Though is there maybe a way to properly name those handles?

subes commented 2 years ago

Also would it be possible to have a fallback available so that I can set JULIA_HOME based on a system property instead of a ENV variable? Then I could configure it programmatically before calling libjulia-clj.

subes commented 2 years ago

I got my tests green with this: https://github.com/invesdwin/invesdwin-context-julia/blob/main/invesdwin-context-julia-parent/invesdwin-context-julia-runtime-libjuliaclj/src/main/java/de/invesdwin/context/julia/runtime/libjuliaclj/internal/UnsafeJuliaEngineWrapper.java grafik I also needed the workaround with using always the same thread. initparams.put("signals-enabled?" false) did not work as an alternative to the LD_PRELOAD workaround. Maybe the ? is too much?

Also the error handling looks good: grafik

So good job so far!

With the JULIA_HOME system property or startup parameter (to configure it programmatically) I would be very happy. Naming the const__x handles a bit better would be a bonus.

cnuernber commented 2 years ago

Ah, I must have done something wrong w/r/t to exporting the various functions. The functions should be something like public static Object initialize(Object options) ...

subes commented 2 years ago

Also this is by far the fastest integration so far:

Libjulia-clj: grafik

Julia4j: grafik

JuliaCaller: grafik

Jajub: grafik

Though I wonder why is it so much faster?

With JuliaCaller and Jajub I think it might be the REPL+Pipe/Socket overhead
With Julia4j it might be the workaround of getting strings via writing/reading files

subes commented 2 years ago

Also I noticed you developed: https://github.com/clj-python/libpython-clj Maybe we could also export java classes for that so I can integrate it into: https://github.com/invesdwin/invesdwin-context-python

cnuernber commented 2 years ago

Sure, libpython-clj could have nearly identical bindings but let's get this process down first.
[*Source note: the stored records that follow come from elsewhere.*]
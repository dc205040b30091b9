//! Domain types and models

pub mod auth;
pub mod network;
pub mod queue;
pub mod request;

pub use auth::{RefreshRequest, SessionEvent, TokenPair};
pub use network::{ConnectionType, ConnectivityState};
pub use queue::{EnqueueOptions, FlushReport, QueueItem, QueuePriority};
pub use request::{normalize_path, ApiResponse, Fingerprint, HttpMethod, RequestEnvelope};
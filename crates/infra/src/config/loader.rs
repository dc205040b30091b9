//! Configuration loader
//!
//! ## Loading Strategy
//! 1. Environment variables, when `STEADFAST_PRIMARY_URL` is set
//! 2. Otherwise the first config file found by [`probe_config_paths`]
//!
//! ## Environment Variables
//! - `STEADFAST_PRIMARY_URL`: primary base URL (required for env loading)
//! - `STEADFAST_BACKUP_URLS`: comma-separated backup base URLs
//! - `STEADFAST_REQUEST_TIMEOUT_MS`: per-request timeout
//! - `STEADFAST_CACHE_TTL_SECS`: response cache time-to-live
//! - `STEADFAST_MAX_ATTEMPTS`: retry ceiling, including the first attempt
//! - `STEADFAST_QUEUE_PATH`: offline queue persistence file
//!
//! Unset optional variables keep their defaults.

use std::path::{Path, PathBuf};
use std::str::FromStr;

use steadfast_domain::{ApiError, ApiResult, ClientConfig};

const FILE_NAMES: [&str; 4] = ["steadfast.toml", "steadfast.json", "config.toml", "config.json"];

/// Supported config file formats
#[derive(Debug, Clone, Copy, PartialEq, Eq)]
pub enum ConfigFormat {
    Toml,
    Json,
}

impl ConfigFormat {
    fn from_path(path: &Path) -> ApiResult<Self> {
        match path.extension().and_then(|e| e.to_str()).unwrap_or("json") {
            "toml" => Ok(Self::Toml),
            "json" => Ok(Self::Json),
            other => Err(ApiError::Config(format!("Unsupported config format: {other}"))),
        }
    }
}

/// Load configuration with automatic fallback strategy
///
/// # Errors
/// Returns `ApiError::Config` if neither source yields a valid configuration.
pub fn load() -> ApiResult<ClientConfig> {
    match load_from_env() {
        Ok(config) => {
            tracing::info!("Configuration loaded from environment variables");
            Ok(config)
        }
        Err(e) => {
            tracing::debug!(error = %e, "Failed to load from environment, trying file");
            load_from_file(None)
        }
    }
}

/// Load configuration from `STEADFAST_*` environment variables
///
/// # Errors
/// Returns `ApiError::Config` if `STEADFAST_PRIMARY_URL` is missing or any
/// variable has an invalid value.
pub fn load_from_env() -> ApiResult<ClientConfig> {
    let mut config = ClientConfig::default();
    config.endpoints.primary_url = env_var("STEADFAST_PRIMARY_URL")?;

    if let Some(backups) = env_opt("STEADFAST_BACKUP_URLS") {
        config.endpoints.backup_urls = backups
            .split(',')
            .map(str::trim)
            .filter(|url| !url.is_empty())
            .map(str::to_string)
            .collect();
    }
    if let Some(timeout) = env_parse::<u64>("STEADFAST_REQUEST_TIMEOUT_MS")? {
        config.requests.timeout_ms = timeout;
    }
    if let Some(ttl) = env_parse::<u64>("STEADFAST_CACHE_TTL_SECS")? {
        config.cache.ttl_seconds = ttl;
    }
    if let Some(attempts) = env_parse::<u32>("STEADFAST_MAX_ATTEMPTS")? {
        config.retry.max_attempts = attempts;
    }
    if let Some(path) = env_opt("STEADFAST_QUEUE_PATH") {
        config.queue.persistence_path = Some(path);
    }

    config.validate()?;
    Ok(config)
}

/// Load configuration from a file
///
/// If `path` is `None`, probes the standard locations. The format is picked
/// from the file extension.
///
/// # Errors
/// Returns `ApiError::Config` if the file is missing, unreadable, malformed
/// or fails validation.
pub fn load_from_file(path: Option<PathBuf>) -> ApiResult<ClientConfig> {
    let config_path = match path {
        Some(p) => {
            if !p.exists() {
                return Err(ApiError::Config(format!("Config file not found: {}", p.display())));
            }
            p
        }
        None => probe_config_paths().ok_or_else(|| {
            ApiError::Config("No config file found in any of the standard locations".to_string())
        })?,
    };

    tracing::info!(path = %config_path.display(), "Loading configuration from file");

    let contents = std::fs::read_to_string(&config_path)
        .map_err(|e| ApiError::Config(format!("Failed to read config file: {e}")))?;

    load_from_str(&contents, ConfigFormat::from_path(&config_path)?)
}

/// Parse and validate configuration text
///
/// Missing sections and fields fall back to their defaults.
///
/// # Errors
/// Returns `ApiError::Config` if parsing or validation fails.
pub fn load_from_str(contents: &str, format: ConfigFormat) -> ApiResult<ClientConfig> {
    let config: ClientConfig = match format {
        ConfigFormat::Toml => toml::from_str(contents)
            .map_err(|e| ApiError::Config(format!("Invalid TOML format: {e}")))?,
        ConfigFormat::Json => serde_json::from_str(contents)
            .map_err(|e| ApiError::Config(format!("Invalid JSON format: {e}")))?,
    };
    config.validate()?;
    Ok(config)
}

/// Probe the standard locations for a config file
///
/// Looks for `steadfast.{toml,json}` then `config.{toml,json}` in the
/// working directory, its parent and grandparent, then next to the
/// executable.
pub fn probe_config_paths() -> Option<PathBuf> {
    let mut roots = Vec::new();

    if let Ok(cwd) = std::env::current_dir() {
        roots.extend([cwd.clone(), cwd.join(".."), cwd.join("../..")]);
    }

    if let Ok(exe_path) = std::env::current_exe() {
        if let Some(exe_dir) = exe_path.parent() {
            roots.push(exe_dir.to_path_buf());
        }
    }

    roots
        .iter()
        .flat_map(|root| FILE_NAMES.iter().map(move |name| root.join(name)))
        .find(|path| path.exists())
}

fn env_var(key: &str) -> ApiResult<String> {
    env_opt(key)
        .ok_or_else(|| ApiError::Config(format!("Missing required environment variable: {key}")))
}

fn env_opt(key: &str) -> Option<String> {
    std::env::var(key).ok().filter(|value| !value.trim().is_empty())
}

fn env_parse<T>(key: &str) -> ApiResult<Option<T>>
where
    T: FromStr,
    T::Err: std::fmt::Display,
{
    env_opt(key)
        .map(|raw| {
            raw.trim().parse::<T>().map_err(|e| ApiError::Config(format!("Invalid {key}: {e}")))
        })
        .transpose()
}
There is lot's more where that is concerned...

avclj is bindings to the ffmpeg shared libraries so you can encode/decode video.
We also have a data processing library that is damn fast. I explain why it is so fast here - for an independent developer to smash the bigger toolkits is no small feat.
The larger Clojure scicloj community has an ml package that can use the sklearn learners and comes with good smile bindings by default :-).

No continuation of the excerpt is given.